Grown inside of Harmony Korine’s fucked up world of “GUMMO” (1997) theSe wearable sculptures are the TORNADOS, COWBOYS, BUNNYS AND THE GIRLS WHO RAISE THEM ALL. The work is dedicated to all those who have died daring to be exactly who they are, all those people that go screaming, that go laughing, that go way too soon. Hiding but screaming at the same time, refusing to be silenced while protecting one’s self. These things you wear on your body have the personalities of the characters who they are named after embedded in them. I am making the wearer an escape route out of the straight and narrow. I invite you to play dress up in my junkyard, just be careful i think my brain threw up in there.
I make clothes 4 Bad Kidz that want to run barefoot through the fields of technicolor garbage. The work is not shy and the wearer rarely is either but there is always room for vulnerability. This clothing is not made to be looked at, it’s made to trample through adventures in. I am in the business of turning waste into want, and humans can not function without either.

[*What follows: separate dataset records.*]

//! End-to-end reconciliation semantics against an in-memory store.
//!
//! Drives the network-free core of the cycle (`apply_sweep`) with synthetic
//! sweep observations, the same way the scheduler drives it after a real
//! ARP pass.

use std::collections::{BTreeMap, HashMap};
use std::net::Ipv4Addr;

use chrono::{DateTime, Duration, Utc};

use netview::database::queries;
use netview::{apply_sweep, AlertType, Database, DeviceRecord, Enrichment};

const MAC_A: &str = "aa:bb:cc:dd:ee:01";
const MAC_B: &str = "aa:bb:cc:dd:ee:02";
const MAC_C: &str = "aa:bb:cc:dd:ee:0c";

fn t0() -> DateTime<Utc> {
    "2026-08-07T12:00:00Z".parse().unwrap()
}

fn seen(entries: &[(&str, &str)]) -> BTreeMap<String, Ipv4Addr> {
    entries
        .iter()
        .map(|(mac, ip)| (mac.to_string(), ip.parse().unwrap()))
        .collect()
}

fn snapshot(db: &Database) -> Vec<DeviceRecord> {
    let conn = db.connection();
    let conn = conn.lock().expect("connection lock should not be poisoned");
    queries::get_all_devices(&conn).expect("snapshot query should work")
}

fn seed_online(db: &Database, mac: &str, ip: &str, hostname: Option<&str>, at: DateTime<Utc>) {
    let conn = db.connection();
    let conn = conn.lock().unwrap();
    queries::upsert_device(&conn, mac, ip, hostname, None, at).expect("seed upsert should work");
}

fn alerts_of(db: &Database, alert_type: AlertType) -> Vec<netview::AlertRecord> {
    let conn = db.connection();
    let conn = conn.lock().unwrap();
    queries::get_alerts(&conn)
        .expect("alert query should work")
        .into_iter()
        .filter(|a| a.alert_type == alert_type)
        .collect()
}

#[test]
fn test_device_vanishing_goes_offline_with_one_alert() {
    let db = Database::in_memory().expect("in-memory db should initialize");

    // Prior state: A and B online; B carries a hostname.
    seed_online(&db, MAC_A, "192.168.0.2", None, t0());
    seed_online(&db, MAC_B, "192.168.0.3", Some("printer.lan"), t0());

    let prior = snapshot(&db);
    assert_eq!(prior.len(), 2);

    // Sweep observes only A.
    let now = t0() + Duration::seconds(30);
    apply_sweep(
        &db,
        &prior,
        &seen(&[(MAC_A, "192.168.0.2")]),
        &HashMap::new(),
        now,
    )
    .expect("apply should succeed");

    let after = snapshot(&db);
    assert_eq!(after.len(), 2, "discovery must never delete device rows");

    let a = after.iter().find(|d| d.mac == MAC_A).unwrap();
    let b = after.iter().find(|d| d.mac == MAC_B).unwrap();
    assert!(a.online);
    assert_eq!(a.last_seen, now);
    assert!(!b.online);

    let offline = alerts_of(&db, AlertType::DeviceOffline);
    assert_eq!(offline.len(), 1, "exactly one offline alert for B");
    assert_eq!(offline[0].mac, MAC_B);
    assert_eq!(
        offline[0].message,
        format!("Device went offline: {} @ printer.lan", MAC_B)
    );
    assert_eq!(offline[0].ip.as_deref(), Some("192.168.0.3"));
}

#[test]
fn test_offline_alert_uses_label_precedence() {
    let db = Database::in_memory().unwrap();

    seed_online(&db, MAC_B, "192.168.0.3", Some("printer.lan"), t0());
    {
        let conn = db.connection();
        let conn = conn.lock().unwrap();
        queries::rename_device(&conn, MAC_B, "Basement Printer").unwrap();
    }

    let prior = snapshot(&db);
    apply_sweep(&db, &prior, &BTreeMap::new(), &HashMap::new(), t0() + Duration::seconds(30))
        .unwrap();

    let offline = alerts_of(&db, AlertType::DeviceOffline);
    assert_eq!(offline.len(), 1);
    assert_eq!(
        offline[0].message,
        format!("Device went offline: {} @ Basement Printer", MAC_B),
        "user name must win over hostname"
    );
}

#[test]
fn test_new_device_created_with_alert_and_matching_timestamps() {
    let db = Database::in_memory().unwrap();

    let mut enrichment = HashMap::new();
    enrichment.insert(
        MAC_C.to_string(),
        Enrichment {
            hostname: Some("new-laptop.lan".to_string()),
            vendor: Some("Framework".to_string()),
        },
    );

    apply_sweep(
        &db,
        &[],
        &seen(&[(MAC_C, "192.168.0.5")]),
        &enrichment,
        t0(),
    )
    .unwrap();

    let devices = snapshot(&db);
    assert_eq!(devices.len(), 1);
    let c = &devices[0];
    assert_eq!(c.mac, MAC_C);
    assert!(c.online);
    assert_eq!(c.first_seen, c.last_seen);
    assert_eq!(c.hostname.as_deref(), Some("new-laptop.lan"));
    assert_eq!(c.vendor.as_deref(), Some("Framework"));

    let new_alerts = alerts_of(&db, AlertType::NewDevice);
    assert_eq!(new_alerts.len(), 1);
    assert_eq!(
        new_alerts[0].message,
        format!("New device detected: {} @ new-laptop.lan", MAC_C)
    );
}

#[test]
fn test_new_device_without_hostname_labels_by_ip() {
    let db = Database::in_memory().unwrap();

    apply_sweep(&db, &[], &seen(&[(MAC_C, "192.168.0.5")]), &HashMap::new(), t0()).unwrap();

    let new_alerts = alerts_of(&db, AlertType::NewDevice);
    assert_eq!(new_alerts.len(), 1);
    assert_eq!(
        new_alerts[0].message,
        format!("New device detected: {} @ 192.168.0.5", MAC_C)
    );
}

#[test]
fn test_identical_cycles_are_idempotent() {
    let db = Database::in_memory().unwrap();

    let observations = seen(&[(MAC_C, "192.168.0.5")]);

    apply_sweep(&db, &[], &observations, &HashMap::new(), t0()).unwrap();
    let after_first = snapshot(&db);

    // Second cycle with the identical sweep result, inside the dedup window.
    apply_sweep(
        &db,
        &after_first,
        &observations,
        &HashMap::new(),
        t0() + Duration::seconds(2),
    )
    .unwrap();

    let after_second = snapshot(&db);
    assert_eq!(after_second.len(), 1);
    assert!(after_second[0].online, "online set must stay stable");

    let conn = db.connection();
    let conn = conn.lock().unwrap();
    let alerts = queries::get_alerts(&conn).unwrap();
    assert_eq!(alerts.len(), 1, "no duplicate alerts from identical cycles");
}

#[test]
fn test_flapping_device_back_online_and_dedup() {
    let db = Database::in_memory().unwrap();

    seed_online(&db, MAC_A, "192.168.0.2", Some("desk.lan"), t0());

    // Cycle 1: A vanishes.
    let prior = snapshot(&db);
    apply_sweep(&db, &prior, &BTreeMap::new(), &HashMap::new(), t0() + Duration::seconds(1))
        .unwrap();
    assert_eq!(alerts_of(&db, AlertType::DeviceOffline).len(), 1);

    // Cycle 2: A answers again, so it is back online rather than new.
    let prior = snapshot(&db);
    apply_sweep(
        &db,
        &prior,
        &seen(&[(MAC_A, "192.168.0.2")]),
        &HashMap::new(),
        t0() + Duration::seconds(2),
    )
    .unwrap();

    let back = alerts_of(&db, AlertType::DeviceBackOnline);
    assert_eq!(back.len(), 1);
    assert_eq!(
        back[0].message,
        format!("Device back online: {} @ desk.lan", MAC_A)
    );
    assert!(alerts_of(&db, AlertType::NewDevice).is_empty());

    // Cycle 3: A vanishes again inside the dedup window; alert suppressed.
    let prior = snapshot(&db);
    apply_sweep(&db, &prior, &BTreeMap::new(), &HashMap::new(), t0() + Duration::seconds(3))
        .unwrap();
    assert_eq!(
        alerts_of(&db, AlertType::DeviceOffline).len(),
        1,
        "flap inside the dedup window must not duplicate the offline alert"
    );

    // Well past the window the same transition alerts again.
    let prior = snapshot(&db);
    apply_sweep(
        &db,
        &prior,
        &seen(&[(MAC_A, "192.168.0.2")]),
        &HashMap::new(),
        t0() + Duration::seconds(20),
    )
    .unwrap();
    let prior = snapshot(&db);
    apply_sweep(&db, &prior, &BTreeMap::new(), &HashMap::new(), t0() + Duration::seconds(21))
        .unwrap();
    assert_eq!(alerts_of(&db, AlertType::DeviceOffline).len(), 2);
}

#[test]
fn test_rename_survives_reconciliation() {
    let db = Database::in_memory().unwrap();

    seed_online(&db, MAC_A, "192.168.0.2", None, t0());
    {
        let conn = db.connection();
        let conn = conn.lock().unwrap();
        queries::rename_device(&conn, MAC_A, "Thermostat").unwrap();
    }

    let prior = snapshot(&db);
    apply_sweep(
        &db,
        &prior,
        &seen(&[(MAC_A, "192.168.0.77")]),
        &HashMap::new(),
        t0() + Duration::seconds(30),
    )
    .unwrap();

    let device = snapshot(&db).into_iter().find(|d| d.mac == MAC_A).unwrap();
    assert_eq!(
        device.name.as_deref(),
        Some("Thermostat"),
        "discovery must never touch the user label"
    );
    assert_eq!(device.ip, "192.168.0.77", "IP follows the latest sighting");
}

#[test]
fn test_ip_reassignment_keeps_mac_identity() {
    let db = Database::in_memory().unwrap();

    seed_online(&db, MAC_A, "192.168.0.2", None, t0());

    // DHCP hands A's old address to a different device; A moves.
    let prior = snapshot(&db);
    apply_sweep(
        &db,
        &prior,
        &seen(&[(MAC_A, "192.168.0.9"), (MAC_B, "192.168.0.2")]),
        &HashMap::new(),
        t0() + Duration::seconds(30),
    )
    .unwrap();

    let devices = snapshot(&db);
    assert_eq!(devices.len(), 2, "IP reuse must not merge device identities");

    let new_alerts = alerts_of(&db, AlertType::NewDevice);
    assert_eq!(new_alerts.len(), 1);
    assert_eq!(new_alerts[0].mac, MAC_B);
}

#[test]
fn test_empty_sweep_flips_everything_offline() {
    let db = Database::in_memory().unwrap();

    seed_online(&db, MAC_A, "192.168.0.2", None, t0());
    seed_online(&db, MAC_B, "192.168.0.3", None, t0());

    let prior = snapshot(&db);
    apply_sweep(&db, &prior, &BTreeMap::new(), &HashMap::new(), t0() + Duration::seconds(30))
        .unwrap();

    let devices = snapshot(&db);
    assert_eq!(devices.len(), 2);
    assert!(devices.iter().all(|d| !d.online));
    assert_eq!(alerts_of(&db, AlertType::DeviceOffline).len(), 2);
}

I have a serious conflict of interests existing inside of me. For every inch of my work that is informed by the acid candy cartoons we watched as kids, there is a mile of muddy virginia creek water to swim through to contextualize my work. Growing up picking up trash from the local river walk established a need to collect other people’s garbage and do something with it. This process of art forming out of street scavenging takes after my mother but looks to legendary skate heros like Jason DILL and Mark Gonz who transform found imagery to tell whatever they see in and through the dirt. All of these childhood urges influence and mix with the support, expansion, and eventual explosion of my queer life through the introduction into the Chicago drag scene.